## Stored items:
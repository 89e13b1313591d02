use std::sync::Arc;

use axum::{
    routing::{get, post},
    Router,
};

use crate::features::attendance::handlers;
use crate::features::attendance::services::AttendanceService;

/// Check-in and check-out for lot employees
pub fn routes(service: Arc<AttendanceService>) -> Router {
    Router::new()
        .route(
            "/api/companies/{company_id}/attendance/check-in",
            post(handlers::check_in),
        )
        .route(
            "/api/companies/{company_id}/attendance/check-out",
            post(handlers::check_out),
        )
        .with_state(service)
}

/// Daily attendance sheet, nested under `/api/admin`
pub fn admin_routes(service: Arc<AttendanceService>) -> Router {
    Router::new()
        .route("/attendance", get(handlers::list_attendance))
        .route("/attendance/export", get(handlers::export_attendance))
        .with_state(service)
}
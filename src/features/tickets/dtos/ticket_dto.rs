use serde::Deserialize;
use utoipa::{IntoParams, ToSchema};
use validator::Validate;

use crate::features::tickets::models::TicketStatus;

/// Multipart form for a new ticket. Documentation only.
#[derive(Debug, ToSchema)]
#[allow(dead_code)]
pub struct CreateTicketFormDto {
    #[schema(example = "La climatisation de la salle B ne démarre plus")]
    pub issue_description: String,
    /// Optional photo of the problem
    #[schema(format = Binary, content_media_type = "application/octet-stream")]
    pub photo: Option<String>,
}

#[derive(Debug, Deserialize, Validate, ToSchema)]
pub struct CommentTicketDto {
    #[validate(length(min = 1, max = 2000, message = "Message must be 1-2000 characters"))]
    pub message: String,
}

#[derive(Debug, Deserialize, ToSchema)]
pub struct SetTicketStatusDto {
    pub status: TicketStatus,
}

#[derive(Debug, Deserialize, Validate, ToSchema)]
pub struct UpdateReasonDto {
    /// New comment; `null` or blank clears it
    #[validate(length(max = 2000, message = "Comment must be at most 2000 characters"))]
    pub reason: Option<String>,
}

#[derive(Debug, Deserialize, IntoParams)]
pub struct TicketStatusQuery {
    /// Only tickets with this status
    pub status: Option<TicketStatus>,
}
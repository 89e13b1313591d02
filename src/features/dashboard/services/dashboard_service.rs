use std::sync::Arc;

use crate::core::error::Result;
use crate::features::companies::CompanyService;
use crate::features::damage_reports::DamageReportService;
use crate::features::dashboard::dtos::{
    CompanyDetailDto, CompanyOverview, DamageRow, OverviewDto, OverviewMode, TaskRow,
};
use crate::features::tasks::TaskService;
use crate::shared::types::DateRange;

/// Rounded percentage, 0 when there is nothing to complete
fn completion_rate(completed: usize, total: usize) -> u32 {
    if total == 0 {
        return 0;
    }
    (completed as f64 * 100.0 / total as f64).round() as u32
}

fn summarize(
    company_id: i64,
    company_name: String,
    mode: OverviewMode,
    tasks: &[TaskRow],
    damage_reports: usize,
) -> CompanyOverview {
    let total_tasks = tasks.len();
    let completed_tasks = tasks.iter().filter(|t| t.completed).count();
    CompanyOverview {
        company_id,
        company_name,
        total_tasks,
        completed_tasks,
        completion_rate: completion_rate(completed_tasks, total_tasks),
        tasks_missing: match mode {
            OverviewMode::History => total_tasks - completed_tasks,
            OverviewMode::Current => 0,
        },
        damage_reports,
    }
}

/// Admin overview across every lot, read through the feature services
pub struct DashboardService {
    companies: Arc<CompanyService>,
    tasks: Arc<TaskService>,
    damage_reports: Arc<DamageReportService>,
}

impl DashboardService {
    pub fn new(
        companies: Arc<CompanyService>,
        tasks: Arc<TaskService>,
        damage_reports: Arc<DamageReportService>,
    ) -> Self {
        Self {
            companies,
            tasks,
            damage_reports,
        }
    }

    /// Task and damage rows for one lot, or every lot when `company_id` is `None`
    async fn rows(
        &self,
        company_id: Option<i64>,
        mode: OverviewMode,
        range: DateRange,
    ) -> Result<(Vec<(i64, TaskRow)>, Vec<(i64, DamageRow)>)> {
        match mode {
            OverviewMode::Current => {
                let (tasks, damage) = tokio::try_join!(
                    self.tasks.list_instances(company_id, range),
                    self.damage_reports.list_pending_archive(company_id, range)
                )?;
                Ok((
                    tasks.into_iter().map(|t| (t.company_id, t.into())).collect(),
                    damage.into_iter().map(|d| (d.company_id, d.into())).collect(),
                ))
            }
            OverviewMode::History => {
                let (tasks, damage) = tokio::try_join!(
                    self.tasks.list_history(company_id, range),
                    self.damage_reports.list_history(company_id, range)
                )?;
                Ok((
                    tasks.into_iter().map(|t| (t.company_id, t.into())).collect(),
                    damage.into_iter().map(|d| (d.company_id, d.into())).collect(),
                ))
            }
        }
    }

    pub async fn overview(&self, mode: OverviewMode, range: DateRange) -> Result<OverviewDto> {
        let companies = self.companies.list().await?;
        let (tasks, damage) = self.rows(None, mode, range).await?;

        let companies = companies
            .into_iter()
            .map(|company| {
                let company_tasks: Vec<TaskRow> = tasks
                    .iter()
                    .filter(|(id, _)| *id == company.id)
                    .map(|(_, task)| task.clone())
                    .collect();
                let damage_count = damage.iter().filter(|(id, _)| *id == company.id).count();
                summarize(company.id, company.name, mode, &company_tasks, damage_count)
            })
            .collect();

        tracing::debug!(
            "Overview computed: mode={:?}, from={}, to={}",
            mode,
            range.from,
            range.to
        );

        Ok(OverviewDto {
            mode,
            from: range.from,
            to: range.to,
            companies,
        })
    }

    pub async fn company_detail(
        &self,
        company_id: i64,
        mode: OverviewMode,
        range: DateRange,
    ) -> Result<CompanyDetailDto> {
        let company = self.companies.get(company_id).await?;
        let (tasks, damage) = self.rows(Some(company_id), mode, range).await?;

        let mut tasks: Vec<TaskRow> = tasks.into_iter().map(|(_, task)| task).collect();
        tasks.sort_by(|a, b| {
            a.execution_date
                .cmp(&b.execution_date)
                .then_with(|| a.task_name.cmp(&b.task_name))
        });
        let damage_reports: Vec<DamageRow> = damage.into_iter().map(|(_, row)| row).collect();

        Ok(CompanyDetailDto {
            mode,
            from: range.from,
            to: range.to,
            summary: summarize(company.id, company.name, mode, &tasks, damage_reports.len()),
            tasks,
            damage_reports,
        })
    }
}

#[cfg(test)]
mod tests {
    use super::*;
    use chrono::NaiveDate;

    use crate::core::error::AppError;
    use crate::features::companies::repositories::MemoryCompanyRepository;
    use crate::features::damage_reports::repositories::MemoryDamageReportRepository;
    use crate::features::tasks::dtos::UpdateTaskDto;
    use crate::features::tasks::repositories::MemoryTaskRepository;
    use crate::features::tasks::RotationCalculator;
    use crate::modules::storage::MemoryObjectStore;
    use crate::shared::security::PasswordHasher;

    fn d(s: &str) -> NaiveDate {
        NaiveDate::parse_from_str(s, "%Y-%m-%d").unwrap()
    }

    struct Fixture {
        tasks: Arc<TaskService>,
        task_repo: Arc<MemoryTaskRepository>,
        damage_repo: Arc<MemoryDamageReportRepository>,
        service: DashboardService,
    }

    fn fixture() -> Fixture {
        let companies = Arc::new(CompanyService::new(
            Arc::new(MemoryCompanyRepository::seeded()),
            PasswordHasher::new(4),
        ));
        let damage_repo = Arc::new(MemoryDamageReportRepository::new());
        let damage_reports = Arc::new(DamageReportService::new(
            damage_repo.clone(),
            Arc::new(MemoryObjectStore::new()),
        ));
        let task_repo = Arc::new(MemoryTaskRepository::new());
        let tasks = Arc::new(TaskService::new(
            task_repo.clone(),
            damage_reports.clone(),
            RotationCalculator::new(d("2025-12-01")),
        ));
        let service = DashboardService::new(companies, tasks.clone(), damage_reports);
        Fixture {
            tasks,
            task_repo,
            damage_repo,
            service,
        }
    }

    /// Lot 1 gets three Wednesday tasks with two completed, lot 3 one damage report
    async fn seed_wednesday(fx: &Fixture, date: NaiveDate) {
        for name in ["Tirage câbles", "Pose prises", "Repérage"] {
            fx.task_repo.add_template(1, 1, "mercredi", name);
        }
        let tasks = fx.tasks.materialize_day(1, date).await.unwrap();
        for task in tasks.iter().take(2) {
            fx.tasks
                .update_task(
                    1,
                    task.id,
                    UpdateTaskDto {
                        completed: Some(true),
                        ..Default::default()
                    },
                )
                .await
                .unwrap();
        }
        fx.damage_repo.add_archivable(3, date, "Canalisation percée");
    }

    #[test]
    fn test_completion_rate_rounds() {
        assert_eq!(completion_rate(0, 0), 0);
        assert_eq!(completion_rate(2, 3), 67);
        assert_eq!(completion_rate(1, 3), 33);
        assert_eq!(completion_rate(1, 8), 13);
        assert_eq!(completion_rate(4, 4), 100);
    }

    #[tokio::test]
    async fn test_current_overview_counts_live_rows() {
        let fx = fixture();
        let date = d("2025-12-03");
        seed_wednesday(&fx, date).await;

        let overview = fx
            .service
            .overview(OverviewMode::Current, DateRange::single(date))
            .await
            .unwrap();
        assert_eq!(overview.companies.len(), 8);

        let electricite = &overview.companies[0];
        assert_eq!(electricite.company_name, "LOT ELECTRICITE");
        assert_eq!(electricite.total_tasks, 3);
        assert_eq!(electricite.completed_tasks, 2);
        assert_eq!(electricite.completion_rate, 67);
        assert_eq!(electricite.tasks_missing, 0);
        assert_eq!(electricite.damage_reports, 0);

        let plomberie = &overview.companies[2];
        assert_eq!(plomberie.total_tasks, 0);
        assert_eq!(plomberie.completion_rate, 0);
        assert_eq!(plomberie.damage_reports, 1);
    }

    #[tokio::test]
    async fn test_history_overview_after_validation() {
        let fx = fixture();
        let date = d("2025-12-03");
        seed_wednesday(&fx, date).await;
        fx.tasks.validate_day(1, date).await.unwrap();
        fx.tasks.validate_day(3, date).await.unwrap();

        let history = fx
            .service
            .overview(OverviewMode::History, DateRange::single(date))
            .await
            .unwrap();
        let electricite = &history.companies[0];
        assert_eq!(electricite.total_tasks, 3);
        assert_eq!(electricite.completed_tasks, 2);
        assert_eq!(electricite.tasks_missing, 1);
        assert_eq!(history.companies[2].damage_reports, 1);

        // Validation reset the live rows and swept the damage report
        let current = fx
            .service
            .overview(OverviewMode::Current, DateRange::single(date))
            .await
            .unwrap();
        assert_eq!(current.companies[0].completed_tasks, 0);
        assert_eq!(current.companies[2].damage_reports, 0);
    }

    #[tokio::test]
    async fn test_company_detail_lists_rows() {
        let fx = fixture();
        let date = d("2025-12-03");
        seed_wednesday(&fx, date).await;

        let detail = fx
            .service
            .company_detail(1, OverviewMode::Current, DateRange::single(date))
            .await
            .unwrap();
        assert_eq!(detail.summary.total_tasks, 3);
        let names: Vec<_> = detail.tasks.iter().map(|t| t.task_name.as_str()).collect();
        assert_eq!(names, ["Pose prises", "Repérage", "Tirage câbles"]);
        assert!(detail.damage_reports.is_empty());

        let missing = fx
            .service
            .company_detail(99, OverviewMode::Current, DateRange::single(date))
            .await
            .unwrap_err();
        assert!(matches!(missing, AppError::NotFound(_)));
    }
}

## Exercise objective:
Only the lines from the start of the data to the line holding "blank clears it" are wanted; return them exactly, both ends included.

## Problem solution:
repository 89e13b1313591d02
use std::sync::Arc;

use axum::{
    routing::{get, post},
    Router,
};

use crate::features::attendance::handlers;
use crate::features::attendance::services::AttendanceService;

/// Check-in and check-out for lot employees
pub fn routes(service: Arc<AttendanceService>) -> Router {
    Router::new()
        .route(
            "/api/companies/{company_id}/attendance/check-in",
            post(handlers::check_in),
        )
        .route(
            "/api/companies/{company_id}/attendance/check-out",
            post(handlers::check_out),
        )
        .with_state(service)
}

/// Daily attendance sheet, nested under `/api/admin`
pub fn admin_routes(service: Arc<AttendanceService>) -> Router {
    Router::new()
        .route("/attendance", get(handlers::list_attendance))
        .route("/attendance/export", get(handlers::export_attendance))
        .with_state(service)
}
filename src/features/tickets/dtos/ticket_dto.rs
use serde::Deserialize;
use utoipa::{IntoParams, ToSchema};
use validator::Validate;

use crate::features::tickets::models::TicketStatus;

/// Multipart form for a new ticket. Documentation only.
#[derive(Debug, ToSchema)]
#[allow(dead_code)]
pub struct CreateTicketFormDto {
    #[schema(example = "La climatisation de la salle B ne démarre plus")]
    pub issue_description: String,
    /// Optional photo of the problem
    #[schema(format = Binary, content_media_type = "application/octet-stream")]
    pub photo: Option<String>,
}

#[derive(Debug, Deserialize, Validate, ToSchema)]
pub struct CommentTicketDto {
    #[validate(length(min = 1, max = 2000, message = "Message must be 1-2000 characters"))]
    pub message: String,
}

#[derive(Debug, Deserialize, ToSchema)]
pub struct SetTicketStatusDto {
    pub status: TicketStatus,
}

#[derive(Debug, Deserialize, Validate, ToSchema)]
pub struct UpdateReasonDto {
    /// New comment; `null` or blank clears it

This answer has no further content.